__EXERCISE MATERIALS__
//! Fetch orchestration state machine
//!
//! One orchestrator instance owns the visible fetch state for the process:
//! idle, loading, success with a result envelope, or error with a message.
//! Every fetch moves through loading and lands on exactly one terminal phase.
//! Demo mode takes absolute precedence over source selection and never
//! touches the network; live mode dispatches to exactly one source.
//!
//! Concurrent fetches are not interlocked. Each invocation takes a ticket
//! from a monotonic counter and only the newest ticket may publish its
//! outcome, so a slow superseded fetch cannot overwrite the state a later
//! fetch already produced. The superseded caller still receives its own
//! outcome directly.

use crate::demo;
use crate::models::{RecordingsEnvelope, SourceKind};
use crate::sources::{FetchRange, RecordingSource, SourceError};
use serde::Serialize;
use std::sync::atomic::{AtomicU64, Ordering};
use std::sync::Arc;
use tokio::sync::RwLock;

/// Phase of the most recent fetch
#[derive(Debug, Clone, Copy, PartialEq, Eq, Serialize)]
#[serde(rename_all = "snake_case")]
pub enum FetchPhase {
    Idle,
    Loading,
    Success,
    Error,
}

/// Published fetch state, snapshotted by the state endpoint
///
/// `result` survives a later failed fetch: stale data stays visible next to
/// the error message until a fetch succeeds again.
#[derive(Debug, Clone, Serialize)]
pub struct FetchState {
    pub phase: FetchPhase,
    #[serde(skip_serializing_if = "Option::is_none")]
    pub error: Option<String>,
    #[serde(skip_serializing_if = "Option::is_none")]
    pub result: Option<RecordingsEnvelope>,
}

impl Default for FetchState {
    fn default() -> Self {
        Self {
            phase: FetchPhase::Idle,
            error: None,
            result: None,
        }
    }
}

impl FetchState {
    fn transition(&mut self, phase: FetchPhase) {
        tracing::debug!(from = ?self.phase, to = ?phase, "Fetch phase transition");
        self.phase = phase;
    }
}

/// One fetch invocation's parameters
#[derive(Debug, Clone, Copy)]
pub struct FetchRequest {
    pub source: SourceKind,
    pub range: FetchRange,
    pub page_size: u32,
    pub demo_mode: bool,
}

/// Drives fetches and owns the published state
pub struct FetchOrchestrator {
    phone: Arc<dyn RecordingSource>,
    meetings: Arc<dyn RecordingSource>,
    state: RwLock<FetchState>,
    seq: AtomicU64,
}

impl FetchOrchestrator {
    pub fn new(phone: Arc<dyn RecordingSource>, meetings: Arc<dyn RecordingSource>) -> Self {
        Self {
            phone,
            meetings,
            state: RwLock::new(FetchState::default()),
            seq: AtomicU64::new(0),
        }
    }

    /// Snapshot of the published state
    pub async fn state(&self) -> FetchState {
        self.state.read().await.clone()
    }

    /// Run one fetch and publish its outcome
    ///
    /// The caller always gets this invocation's own result, even when a newer
    /// fetch superseded it in the published state.
    pub async fn fetch(
        &self,
        request: FetchRequest,
    ) -> Result<RecordingsEnvelope, SourceError> {
        let ticket = self.seq.fetch_add(1, Ordering::SeqCst) + 1;

        tracing::info!(
            source = %request.source,
            from = %request.range.from_str(),
            to = %request.range.to_str(),
            demo = request.demo_mode,
            "Fetch requested"
        );

        {
            let mut state = self.state.write().await;
            // Skip the transition when a newer fetch already took a ticket;
            // that fetch owns the published state from here on.
            if ticket == self.seq.load(Ordering::SeqCst) {
                state.transition(FetchPhase::Loading);
                state.error = None;
            }
        }

        let outcome = self.dispatch(&request).await;

        let mut state = self.state.write().await;
        if ticket != self.seq.load(Ordering::SeqCst) {
            // A newer fetch was issued while this one ran; its outcome owns
            // the published state now.
            tracing::debug!(ticket, "Discarding superseded fetch outcome");
            return outcome;
        }

        match &outcome {
            Ok(envelope) => {
                state.transition(FetchPhase::Success);
                state.result = Some(envelope.clone());
                state.error = None;
            }
            Err(err) => {
                state.transition(FetchPhase::Error);
                state.error = Some(err.to_string());
                tracing::warn!(error = %err, "Fetch failed");
            }
        }

        outcome
    }

    async fn dispatch(&self, request: &FetchRequest) -> Result<RecordingsEnvelope, SourceError> {
        if request.demo_mode {
            let recordings = demo::generate(request.range);
            tracing::info!(records = recordings.len(), "Generated demo recordings");
            return Ok(RecordingsEnvelope::wrap(
                request.range.from_str(),
                request.range.to_str(),
                recordings,
            ));
        }

        let source = match request.source {
            SourceKind::Phone => &self.phone,
            SourceKind::Meetings => &self.meetings,
        };
        tracing::debug!(source = %source.kind(), "Dispatching to live source");

        let batch = source.fetch(request.range, request.page_size).await?;
        Ok(RecordingsEnvelope::wrap(
            batch.from,
            batch.to,
            batch.recordings,
        ))
    }
}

__EXERCISE INSTRUCTIONS__
Please copy each entry. Leave nothing out.

__ANSWER AREA__
//! Fetch orchestration state machine
//!
//! One orchestrator instance owns the visible fetch state for the process:
//! idle, loading, success with a result envelope, or error with a message.
//! Every fetch moves through loading and lands on exactly one terminal phase.
//! Demo mode takes absolute precedence over source selection and never
//! touches the network; live mode dispatches to exactly one source.
//!
//! Concurrent fetches are not interlocked. Each invocation takes a ticket
//! from a monotonic counter and only the newest ticket may publish its
//! outcome, so a slow superseded fetch cannot overwrite the state a later
//! fetch already produced. The superseded caller still receives its own
//! outcome directly.

use crate::demo;
use crate::models::{RecordingsEnvelope, SourceKind};
use crate::sources::{FetchRange, RecordingSource, SourceError};
use serde::Serialize;
use std::sync::atomic::{AtomicU64, Ordering};
use std::sync::Arc;
use tokio::sync::RwLock;

/// Phase of the most recent fetch
#[derive(Debug, Clone, Copy, PartialEq, Eq, Serialize)]
#[serde(rename_all = "snake_case")]
pub enum FetchPhase {
    Idle,
    Loading,
    Success,
    Error,
}

/// Published fetch state, snapshotted by the state endpoint
///
/// `result` survives a later failed fetch: stale data stays visible next to
/// the error message until a fetch succeeds again.
#[derive(Debug, Clone, Serialize)]
pub struct FetchState {
    pub phase: FetchPhase,
    #[serde(skip_serializing_if = "Option::is_none")]
    pub error: Option<String>,
    #[serde(skip_serializing_if = "Option::is_none")]
    pub result: Option<RecordingsEnvelope>,
}

impl Default for FetchState {
    fn default() -> Self {
        Self {
            phase: FetchPhase::Idle,
            error: None,
            result: None,
        }
    }
}

impl FetchState {
    fn transition(&mut self, phase: FetchPhase) {
        tracing::debug!(from = ?self.phase, to = ?phase, "Fetch phase transition");
        self.phase = phase;
    }
}

/// One fetch invocation's parameters
#[derive(Debug, Clone, Copy)]
pub struct FetchRequest {
    pub source: SourceKind,
    pub range: FetchRange,
    pub page_size: u32,
    pub demo_mode: bool,
}

/// Drives fetches and owns the published state
pub struct FetchOrchestrator {
    phone: Arc<dyn RecordingSource>,
    meetings: Arc<dyn RecordingSource>,
    state: RwLock<FetchState>,
    seq: AtomicU64,
}

impl FetchOrchestrator {
    pub fn new(phone: Arc<dyn RecordingSource>, meetings: Arc<dyn RecordingSource>) -> Self {
        Self {
            phone,
            meetings,
            state: RwLock::new(FetchState::default()),
            seq: AtomicU64::new(0),
        }
    }

    /// Snapshot of the published state
    pub async fn state(&self) -> FetchState {
        self.state.read().await.clone()
    }

    /// Run one fetch and publish its outcome
    ///
    /// The caller always gets this invocation's own result, even when a newer
    /// fetch superseded it in the published state.
    pub async fn fetch(
        &self,
        request: FetchRequest,
    ) -> Result<RecordingsEnvelope, SourceError> {
        let ticket = self.seq.fetch_add(1, Ordering::SeqCst) + 1;

        tracing::info!(
            source = %request.source,
            from = %request.range.from_str(),
            to = %request.range.to_str(),
            demo = request.demo_mode,
            "Fetch requested"
        );

        {
            let mut state = self.state.write().await;
            // Skip the transition when a newer fetch already took a ticket;
            // that fetch owns the published state from here on.
            if ticket == self.seq.load(Ordering::SeqCst) {
                state.transition(FetchPhase::Loading);
                state.error = None;
            }
        }

        let outcome = self.dispatch(&request).await;

        let mut state = self.state.write().await;
        if ticket != self.seq.load(Ordering::SeqCst) {
            // A newer fetch was issued while this one ran; its outcome owns
            // the published state now.
            tracing::debug!(ticket, "Discarding superseded fetch outcome");
            return outcome;
        }

        match &outcome {
            Ok(envelope) => {
                state.transition(FetchPhase::Success);
                state.result = Some(envelope.clone());
                state.error = None;
            }
            Err(err) => {
                state.transition(FetchPhase::Error);
                state.error = Some(err.to_string());
                tracing::warn!(error = %err, "Fetch failed");
            }
        }

        outcome
    }

    async fn dispatch(&self, request: &FetchRequest) -> Result<RecordingsEnvelope, SourceError> {
        if request.demo_mode {
            let recordings = demo::generate(request.range);
            tracing::info!(records = recordings.len(), "Generated demo recordings");
            return Ok(RecordingsEnvelope::wrap(
                request.range.from_str(),
                request.range.to_str(),
                recordings,
            ));
        }

        let source = match request.source {
            SourceKind::Phone => &self.phone,
            SourceKind::Meetings => &self.meetings,
        };
        tracing::debug!(source = %source.kind(), "Dispatching to live source");

        let batch = source.fetch(request.range, request.page_size).await?;
        Ok(RecordingsEnvelope::wrap(
            batch.from,
            batch.to,
            batch.recordings,
        ))
    }
}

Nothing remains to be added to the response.